◆ **Task goal**:
The entries that follow include a run beginning at the line with "Tokenize la chaîne" and ending at the line with "plutôt que de"; restate that run word for word and leave the rest out.

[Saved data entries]
Start of Block

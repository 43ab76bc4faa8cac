//! extension.rs — Chargement des extensions natives (modules étrangers).
//!
//! Une extension est une bibliothèque partagée (`.so`/`.dll`/`.dylib`)
//! exportant trois symboles : `Initialize`, `Shutdown` et `GetFunction`.
//! Le débogueur les charge au démarrage pour résoudre les méthodes
//! étrangères que le script cible déclare hors de la façade de callback.

use std::ffi::c_void;
use std::fs;
use std::path::Path;

use vitte_sys::DynLib;

use crate::error::{DebuggerError, Result};

#[cfg(target_os = "windows")]
const NATIVE_EXTENSION: &str = "dll";
#[cfg(target_os = "macos")]
const NATIVE_EXTENSION: &str = "dylib";
#[cfg(not(any(target_os = "windows", target_os = "macos")))]
const NATIVE_EXTENSION: &str = "so";

type InitializeFn = unsafe extern "C" fn(vm_handle: *mut c_void);
type ShutdownFn = unsafe extern "C" fn();
type GetFunctionFn = unsafe extern "C" fn(name: *const i8) -> *mut c_void;

/// Une extension native chargée et initialisée.
pub struct NativeExtension {
    path: String,
    lib: DynLib,
}

impl NativeExtension {
    /// Charge et initialise l'extension à `path`.
    ///
    /// # Safety
    /// Exécute le code natif de `Initialize` de la bibliothèque chargée ;
    /// l'appelant garantit qu'il s'agit d'une extension de confiance.
    pub unsafe fn load(path: &Path, vm_handle: *mut c_void) -> Result<Self> {
        let path_str = path.to_string_lossy().to_string();
        let lib = DynLib::open(&path_str)
            .map_err(|e| DebuggerError::Load(format!("{path_str}: {e}")))?;
        let init: libloading::Symbol<InitializeFn> = lib
            .symbol(b"Initialize\0")
            .map_err(|e| DebuggerError::Load(format!("{path_str}: missing Initialize: {e}")))?;
        init(vm_handle);
        Ok(Self { path: path_str, lib })
    }

    pub fn path(&self) -> &str {
        &self.path
    }

    /// Résout une fonction étrangère exportée par cette extension, ou
    /// `None` si elle ne la fournit pas.
    ///
    /// # Safety
    /// L'appelant garantit que `name` est une chaîne C valide et que le
    /// pointeur retourné est appelé avec la signature attendue par l'extension.
    pub unsafe fn get_function(&self, name: &std::ffi::CStr) -> Option<*mut c_void> {
        let get: libloading::Symbol<GetFunctionFn> = self.lib.symbol(b"GetFunction\0").ok()?;
        let ptr = get(name.as_ptr());
        if ptr.is_null() {
            None
        } else {
            Some(ptr)
        }
    }

    /// # Safety
    /// Exécute le code natif de `Shutdown` ; l'appelant garantit que plus
    /// aucun appel vers cette extension n'est en vol.
    unsafe fn shutdown(&self) {
        if let Ok(f) = self.lib.symbol::<ShutdownFn>(b"Shutdown\0") {
            f();
        }
    }
}

/// Registre des extensions natives chargées, dans leur ordre de chargement.
/// Arrêtées en ordre inverse à la libération, comme tout empilement de
/// ressources dont l'ordre d'initialisation importe.
#[derive(Default)]
pub struct NativeExtensionRegistry {
    extensions: Vec<NativeExtension>,
}

impl NativeExtensionRegistry {
    pub fn new() -> Self {
        Self::default()
    }

    /// Scanne `dir` à la recherche de bibliothèques partagées et charge
    /// celles qui exposent un `Initialize` valide. Les échecs individuels
    /// sont journalisés et ignorés : une extension corrompue ne doit pas
    /// empêcher le chargement des autres.
    ///
    /// # Safety
    /// Exécute le code natif de chaque extension trouvée dans `dir`.
    pub unsafe fn load_dir(&mut self, dir: &Path, vm_handle: *mut c_void) -> Result<()> {
        let entries = fs::read_dir(dir)
            .map_err(|e| DebuggerError::Load(format!("{}: {e}", dir.display())))?;

        for entry in entries.flatten() {
            let path = entry.path();
            if path.extension().and_then(|e| e.to_str()) != Some(NATIVE_EXTENSION) {
                continue;
            }
            match NativeExtension::load(&path, vm_handle) {
                Ok(ext) => {
                    #[cfg(feature = "trace")]
                    log::info!("loaded native extension {}", ext.path());
                    self.extensions.push(ext);
                }
                Err(err) => {
                    #[cfg(feature = "trace")]
                    log::warn!("skipping native extension {}: {err}", path.display());
                    #[cfg(not(feature = "trace"))]
                    let _ = err;
                }
            }
        }
        Ok(())
    }

    pub fn len(&self) -> usize {
        self.extensions.len()
    }

    pub fn is_empty(&self) -> bool {
        self.extensions.is_empty()
    }

    pub fn iter(&self) -> impl Iterator<Item = &NativeExtension> {
        self.extensions.iter()
    }
}

impl Drop for NativeExtensionRegistry {
    fn drop(&mut self) {
        for ext in self.extensions.iter().rev() {
            unsafe { ext.shutdown() };
        }
    }
}
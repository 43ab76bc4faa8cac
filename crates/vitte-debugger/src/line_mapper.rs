//! line_mapper.rs — Registre `LineId → LineDetails` (table des lignes).
//!
//! Conceptuellement unique par processus, mais implémenté ici comme une
//! valeur ordinaire plutôt qu'un singleton global : le binaire
//! (`vitte-dbg`) en possède une seule instance et la fait transiter
//! explicitement à travers les appels.

use std::collections::HashMap;

use crate::line_id::LineId;

/// Détails associés à un `LineId` enregistré par l'instrumenteur.
#[derive(Debug, Clone, PartialEq, Eq)]
pub struct LineDetails {
    /// Nom du module propriétaire de la ligne.
    pub module: String,
    /// Position du probe dans la source instrumentée.
    pub instrumented_line_index: usize,
    /// Position de la ligne originale correspondante.
    pub original_line_index: usize,
}

/// Table bidirectionnelle entre identifiants de probe et positions sources.
#[derive(Debug, Default)]
pub struct LineMapper {
    lines: HashMap<LineId, LineDetails>,
    disabled: bool,
}

impl LineMapper {
    pub fn new() -> Self {
        Self::default()
    }

    /// Enregistre (ou remplace) l'entrée pour `id`.
    pub fn add_line(
        &mut self,
        id: LineId,
        module: impl Into<String>,
        instrumented_line_index: usize,
        original_line_index: usize,
    ) {
        self.lines.insert(
            id,
            LineDetails { module: module.into(), instrumented_line_index, original_line_index },
        );
    }

    /// Résout un `LineId` en détails de source. `O(1)` attendu.
    pub fn lookup(&self, id: LineId) -> Option<&LineDetails> {
        self.lines.get(&id)
    }

    /// Résout `(module, instrumented_idx)` en détails de source.
    ///
    /// Un simple parcours linéaire suffit : n'est invoqué que lors du
    /// rapport d'erreur de la VM, jamais sur le chemin chaud des probes.
    /// Quand la table est désactivée, retourne une correspondance
    /// identité (`original_line_index == instrumented_line_index`).
    pub fn reverse_lookup(&self, module_name: &str, instrumented_idx: usize) -> Option<LineDetails> {
        if self.disabled {
            return Some(LineDetails {
                module: module_name.to_string(),
                instrumented_line_index: instrumented_idx,
                original_line_index: instrumented_idx,
            });
        }
        self.lines
            .values()
            .find(|d| d.module == module_name && d.instrumented_line_index == instrumented_idx)
            .cloned()
    }

    /// Désactive la table (idempotent). Les lookups par id restent
    /// fonctionnels mais le reverse-lookup devient une identité.
    pub fn disable(&mut self) {
        self.disabled = true;
    }

    pub fn is_disabled(&self) -> bool {
        self.disabled
    }

    pub fn len(&self) -> usize {
        self.lines.len()
    }

    pub fn is_empty(&self) -> bool {
        self.lines.is_empty()
    }
}
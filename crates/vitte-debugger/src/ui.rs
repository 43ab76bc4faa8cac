//! ui.rs — Contrat de collaboration avec l'interface utilisateur.
//!
//! Le débogueur ne prescrit aucun rendu : terminal, TUI, ou pilotage par
//! tests. `UiCollaborator` fixe seulement les points d'entrée que la boucle
//! de contrôle (`control::DebugSession`) invoque à chaque suspension. Les
//! points d'arrêt sont une propriété de l'UI : c'est elle qui les bascule
//! sur commande de l'opératrice, la boucle de contrôle ne fait que
//! l'interroger via `is_breakpoint`.

use std::sync::OnceLock;

use regex::Regex;

use crate::control::DebugAction;

/// Ce que la boucle de contrôle attend d'une interface utilisateur.
pub trait UiCollaborator {
    /// Affiche le module `name` (source originale), si ce n'est pas déjà fait.
    fn load_module(&mut self, name: &str);

    /// Met en surbrillance `original_line_index` dans `module`.
    fn highlight_line(&mut self, module: &str, original_line_index: usize);

    /// Présente les variables en scope, sous la forme brute
    /// `"nom=valeur|nom=valeur"` émise par l'instrumenteur.
    fn set_variables(&mut self, var_data: &str);

    /// Requête pure : `line` (ligne originale) de `module` est-elle un
    /// point d'arrêt actif ? L'UI est seule propriétaire de cet état.
    fn is_breakpoint(&self, module: &str, line: usize) -> bool;

    /// Ajoute une ligne à la sortie du programme (écritures `System.print`).
    fn append_output(&mut self, text: &str) {
        let _ = text;
    }

    /// Bloque jusqu'à ce que l'utilisatrice choisisse la prochaine action.
    /// Peut gérer en interne la navigation, le bascule de points d'arrêt et
    /// le changement de focus de panneau sans retourner (`DebugAction::None`
    /// n'est vu que par l'UI elle-même).
    fn event_loop(&mut self) -> DebugAction;
}

fn variable_token_regex() -> &'static Regex {
    static RE: OnceLock<Regex> = OnceLock::new();
    RE.get_or_init(|| Regex::new(r"^(\w+)=(.*)$").unwrap())
}

/// Tokenize la chaîne de variables émise par un probe (`"x=1|y=2"`) en
/// paires `(nom, valeur)`, dans l'ordre d'apparition. Un jeton qui ne
/// correspond pas à `^(\w+)=(.*)$` est silencieusement ignoré plutôt que de
/// faire échouer tout l'affichage pour une seule variable malformée.
pub fn parse_variables(var_data: &str) -> Vec<(String, String)> {
    var_data
        .split('|')
        .filter_map(|token| {
            let caps = variable_token_regex().captures(token)?;
            Some((caps[1].to_string(), caps[2].to_string()))
        })
        .collect()
}

#[cfg(test)]
mod variable_tests {
    use super::*;

    #[test]
    fn parses_well_formed_pairs() {
        let pairs = parse_variables("x=1|y=hello");
        assert_eq!(pairs, vec![("x".to_string(), "1".to_string()), ("y".to_string(), "hello".to_string())]);
    }

    #[test]
    fn empty_string_yields_no_pairs() {
        assert!(parse_variables("").is_empty());
    }

    #[test]
    fn malformed_token_is_skipped() {
        let pairs = parse_variables("x=1|not_a_pair|y=2");
        assert_eq!(pairs, vec![("x".to_string(), "1".to_string()), ("y".to_string(), "2".to_string())]);
    }

    #[test]
    fn value_may_contain_equals_signs() {
        let pairs = parse_variables("expr=a=b");
        assert_eq!(pairs, vec![("expr".to_string(), "a=b".to_string())]);
    }
}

End of Block

◆ **Worked solution**:
/// Tokenize la chaîne de variables émise par un probe (`"x=1|y=2"`) en
/// paires `(nom, valeur)`, dans l'ordre d'apparition. Un jeton qui ne
/// correspond pas à `^(\w+)=(.*)$` est silencieusement ignoré plutôt que de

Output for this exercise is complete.